● Dataset:
//! Game catalog repository

use async_trait::async_trait;
use chrono::Utc;
use sqlx::{sqlite::SqliteRow, Pool, Row, Sqlite};
use uuid::Uuid;

use super::traits::{Repository, ToggleRepository};
use super::{now_string, row_datetime, row_uuid};
use crate::errors::{RepositoryError, RepositoryResult};
use crate::models::{Game, GameCreateRequest, GameQuery, GameUpdateRequest};
use crate::utils;

const COLUMNS: &str = "id, title, game_id, serial_number, image_url, status, created_at, updated_at";

#[derive(Clone)]
pub struct GameRepository {
    pool: Pool<Sqlite>,
}

impl GameRepository {
    pub fn new(pool: Pool<Sqlite>) -> Self {
        Self { pool }
    }

    fn map_row(row: &SqliteRow) -> RepositoryResult<Game> {
        Ok(Game {
            id: row_uuid(row, "id")?,
            title: row.try_get("title")?,
            game_id: row.try_get("game_id")?,
            serial_number: row.try_get("serial_number")?,
            image_url: row.try_get("image_url")?,
            status: row.try_get("status")?,
            created_at: row_datetime(row, "created_at")?,
            updated_at: row_datetime(row, "updated_at")?,
        })
    }

    async fn write(&self, game: &Game) -> RepositoryResult<()> {
        sqlx::query(
            "UPDATE games SET title = ?, game_id = ?, serial_number = ?, image_url = ?, status = ?, updated_at = ?
             WHERE id = ?",
        )
        .bind(&game.title)
        .bind(&game.game_id)
        .bind(game.serial_number)
        .bind(&game.image_url)
        .bind(game.status)
        .bind(utils::format_datetime(&game.updated_at))
        .bind(game.id.to_string())
        .execute(&self.pool)
        .await
        .map_err(RepositoryError::from_write)?;
        Ok(())
    }

    async fn require(&self, id: Uuid) -> RepositoryResult<Game> {
        self.find_by_id(id)
            .await?
            .ok_or_else(|| RepositoryError::record_not_found("games", "id", id.to_string()))
    }
}

#[async_trait]
impl Repository<Game, Uuid> for GameRepository {
    type CreateRequest = GameCreateRequest;
    type UpdateRequest = GameUpdateRequest;
    type Query = GameQuery;

    async fn find_by_id(&self, id: Uuid) -> RepositoryResult<Option<Game>> {
        let row = sqlx::query(&format!("SELECT {} FROM games WHERE id = ?", COLUMNS))
            .bind(id.to_string())
            .fetch_optional(&self.pool)
            .await?;
        row.as_ref().map(Self::map_row).transpose()
    }

    async fn find_all(&self, query: GameQuery) -> RepositoryResult<Vec<Game>> {
        let rows = match query.status {
            Some(status) => {
                sqlx::query(&format!(
                    "SELECT {} FROM games WHERE status = ? ORDER BY serial_number ASC",
                    COLUMNS
                ))
                .bind(status)
                .fetch_all(&self.pool)
                .await?
            }
            None => {
                sqlx::query(&format!("SELECT {} FROM games ORDER BY serial_number ASC", COLUMNS))
                    .fetch_all(&self.pool)
                    .await?
            }
        };
        rows.iter().map(Self::map_row).collect()
    }

    async fn create(&self, request: GameCreateRequest) -> RepositoryResult<Game> {
        let now = now_string();
        let id = Uuid::new_v4();

        sqlx::query(
            "INSERT INTO games (id, title, game_id, serial_number, image_url, status, created_at, updated_at)
             VALUES (?, ?, ?, ?, ?, ?, ?, ?)",
        )
        .bind(id.to_string())
        .bind(&request.title)
        .bind(&request.game_id)
        .bind(request.serial_number)
        .bind(&request.image_url)
        .bind(request.status)
        .bind(&now)
        .bind(&now)
        .execute(&self.pool)
        .await
        .map_err(RepositoryError::from_write)?;

        self.require(id).await
    }

    async fn update(&self, id: Uuid, request: GameUpdateRequest) -> RepositoryResult<Game> {
        let mut game = self.require(id).await?;

        if let Some(title) = request.title {
            game.title = title;
        }
        if let Some(game_id) = request.game_id {
            game.game_id = game_id;
        }
        if let Some(serial_number) = request.serial_number {
            game.serial_number = serial_number;
        }
        if let Some(image_url) = request.image_url {
            game.image_url = image_url;
        }
        if let Some(status) = request.status {
            game.status = status;
        }
        game.updated_at = Utc::now();

        self.write(&game).await?;
        Ok(game)
    }

    async fn delete(&self, id: Uuid) -> RepositoryResult<Game> {
        let game = self.require(id).await?;
        sqlx::query("DELETE FROM games WHERE id = ?")
            .bind(id.to_string())
            .execute(&self.pool)
            .await?;
        Ok(game)
    }

    async fn count(&self, query: GameQuery) -> RepositoryResult<u64> {
        let count: i64 = match query.status {
            Some(status) => {
                sqlx::query_scalar("SELECT COUNT(*) FROM games WHERE status = ?")
                    .bind(status)
                    .fetch_one(&self.pool)
                    .await?
            }
            None => {
                sqlx::query_scalar("SELECT COUNT(*) FROM games")
                    .fetch_one(&self.pool)
                    .await?
            }
        };
        Ok(count as u64)
    }
}

#[async_trait]
impl ToggleRepository<Game, Uuid> for GameRepository {
    async fn set_active(&self, id: Uuid, value: Option<bool>) -> RepositoryResult<Game> {
        let current = self.require(id).await?;
        let status = value.unwrap_or(!current.status);
        self.update(
            id,
            GameUpdateRequest {
                status: Some(status),
                ..Default::default()
            },
        )
        .await
    }
}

● Instructions to follow: Copy out the data exactly as it stands, leaving nothing out.

● Result below:
//! Game catalog repository

use async_trait::async_trait;
use chrono::Utc;
use sqlx::{sqlite::SqliteRow, Pool, Row, Sqlite};
use uuid::Uuid;

use super::traits::{Repository, ToggleRepository};
use super::{now_string, row_datetime, row_uuid};
use crate::errors::{RepositoryError, RepositoryResult};
use crate::models::{Game, GameCreateRequest, GameQuery, GameUpdateRequest};
use crate::utils;

const COLUMNS: &str = "id, title, game_id, serial_number, image_url, status, created_at, updated_at";

#[derive(Clone)]
pub struct GameRepository {
    pool: Pool<Sqlite>,
}

impl GameRepository {
    pub fn new(pool: Pool<Sqlite>) -> Self {
        Self { pool }
    }

    fn map_row(row: &SqliteRow) -> RepositoryResult<Game> {
        Ok(Game {
            id: row_uuid(row, "id")?,
            title: row.try_get("title")?,
            game_id: row.try_get("game_id")?,
            serial_number: row.try_get("serial_number")?,
            image_url: row.try_get("image_url")?,
            status: row.try_get("status")?,
            created_at: row_datetime(row, "created_at")?,
            updated_at: row_datetime(row, "updated_at")?,
        })
    }

    async fn write(&self, game: &Game) -> RepositoryResult<()> {
        sqlx::query(
            "UPDATE games SET title = ?, game_id = ?, serial_number = ?, image_url = ?, status = ?, updated_at = ?
             WHERE id = ?",
        )
        .bind(&game.title)
        .bind(&game.game_id)
        .bind(game.serial_number)
        .bind(&game.image_url)
        .bind(game.status)
        .bind(utils::format_datetime(&game.updated_at))
        .bind(game.id.to_string())
        .execute(&self.pool)
        .await
        .map_err(RepositoryError::from_write)?;
        Ok(())
    }

    async fn require(&self, id: Uuid) -> RepositoryResult<Game> {
        self.find_by_id(id)
            .await?
            .ok_or_else(|| RepositoryError::record_not_found("games", "id", id.to_string()))
    }
}

#[async_trait]
impl Repository<Game, Uuid> for GameRepository {
    type CreateRequest = GameCreateRequest;
    type UpdateRequest = GameUpdateRequest;
    type Query = GameQuery;

    async fn find_by_id(&self, id: Uuid) -> RepositoryResult<Option<Game>> {
        let row = sqlx::query(&format!("SELECT {} FROM games WHERE id = ?", COLUMNS))
            .bind(id.to_string())
            .fetch_optional(&self.pool)
            .await?;
        row.as_ref().map(Self::map_row).transpose()
    }

    async fn find_all(&self, query: GameQuery) -> RepositoryResult<Vec<Game>> {
        let rows = match query.status {
            Some(status) => {
                sqlx::query(&format!(
                    "SELECT {} FROM games WHERE status = ? ORDER BY serial_number ASC",
                    COLUMNS
                ))
                .bind(status)
                .fetch_all(&self.pool)
                .await?
            }
            None => {
                sqlx::query(&format!("SELECT {} FROM games ORDER BY serial_number ASC", COLUMNS))
                    .fetch_all(&self.pool)
                    .await?
            }
        };
        rows.iter().map(Self::map_row).collect()
    }

    async fn create(&self, request: GameCreateRequest) -> RepositoryResult<Game> {
        let now = now_string();
        let id = Uuid::new_v4();

        sqlx::query(
            "INSERT INTO games (id, title, game_id, serial_number, image_url, status, created_at, updated_at)
             VALUES (?, ?, ?, ?, ?, ?, ?, ?)",
        )
        .bind(id.to_string())
        .bind(&request.title)
        .bind(&request.game_id)
        .bind(request.serial_number)
        .bind(&request.image_url)
        .bind(request.status)
        .bind(&now)
        .bind(&now)
        .execute(&self.pool)
        .await
        .map_err(RepositoryError::from_write)?;

        self.require(id).await
    }

    async fn update(&self, id: Uuid, request: GameUpdateRequest) -> RepositoryResult<Game> {
        let mut game = self.require(id).await?;

        if let Some(title) = request.title {
            game.title = title;
        }
        if let Some(game_id) = request.game_id {
            game.game_id = game_id;
        }
        if let Some(serial_number) = request.serial_number {
            game.serial_number = serial_number;
        }
        if let Some(image_url) = request.image_url {
            game.image_url = image_url;
        }
        if let Some(status) = request.status {
            game.status = status;
        }
        game.updated_at = Utc::now();

        self.write(&game).await?;
        Ok(game)
    }

    async fn delete(&self, id: Uuid) -> RepositoryResult<Game> {
        let game = self.require(id).await?;
        sqlx::query("DELETE FROM games WHERE id = ?")
            .bind(id.to_string())
            .execute(&self.pool)
            .await?;
        Ok(game)
    }

    async fn count(&self, query: GameQuery) -> RepositoryResult<u64> {
        let count: i64 = match query.status {
            Some(status) => {
                sqlx::query_scalar("SELECT COUNT(*) FROM games WHERE status = ?")
                    .bind(status)
                    .fetch_one(&self.pool)
                    .await?
            }
            None => {
                sqlx::query_scalar("SELECT COUNT(*) FROM games")
                    .fetch_one(&self.pool)
                    .await?
            }
        };
        Ok(count as u64)
    }
}

#[async_trait]
impl ToggleRepository<Game, Uuid> for GameRepository {
    async fn set_active(&self, id: Uuid, value: Option<bool>) -> RepositoryResult<Game> {
        let current = self.require(id).await?;
        let status = value.unwrap_or(!current.status);
        self.update(
            id,
            GameUpdateRequest {
                status: Some(status),
                ..Default::default()
            },
        )
        .await
    }
}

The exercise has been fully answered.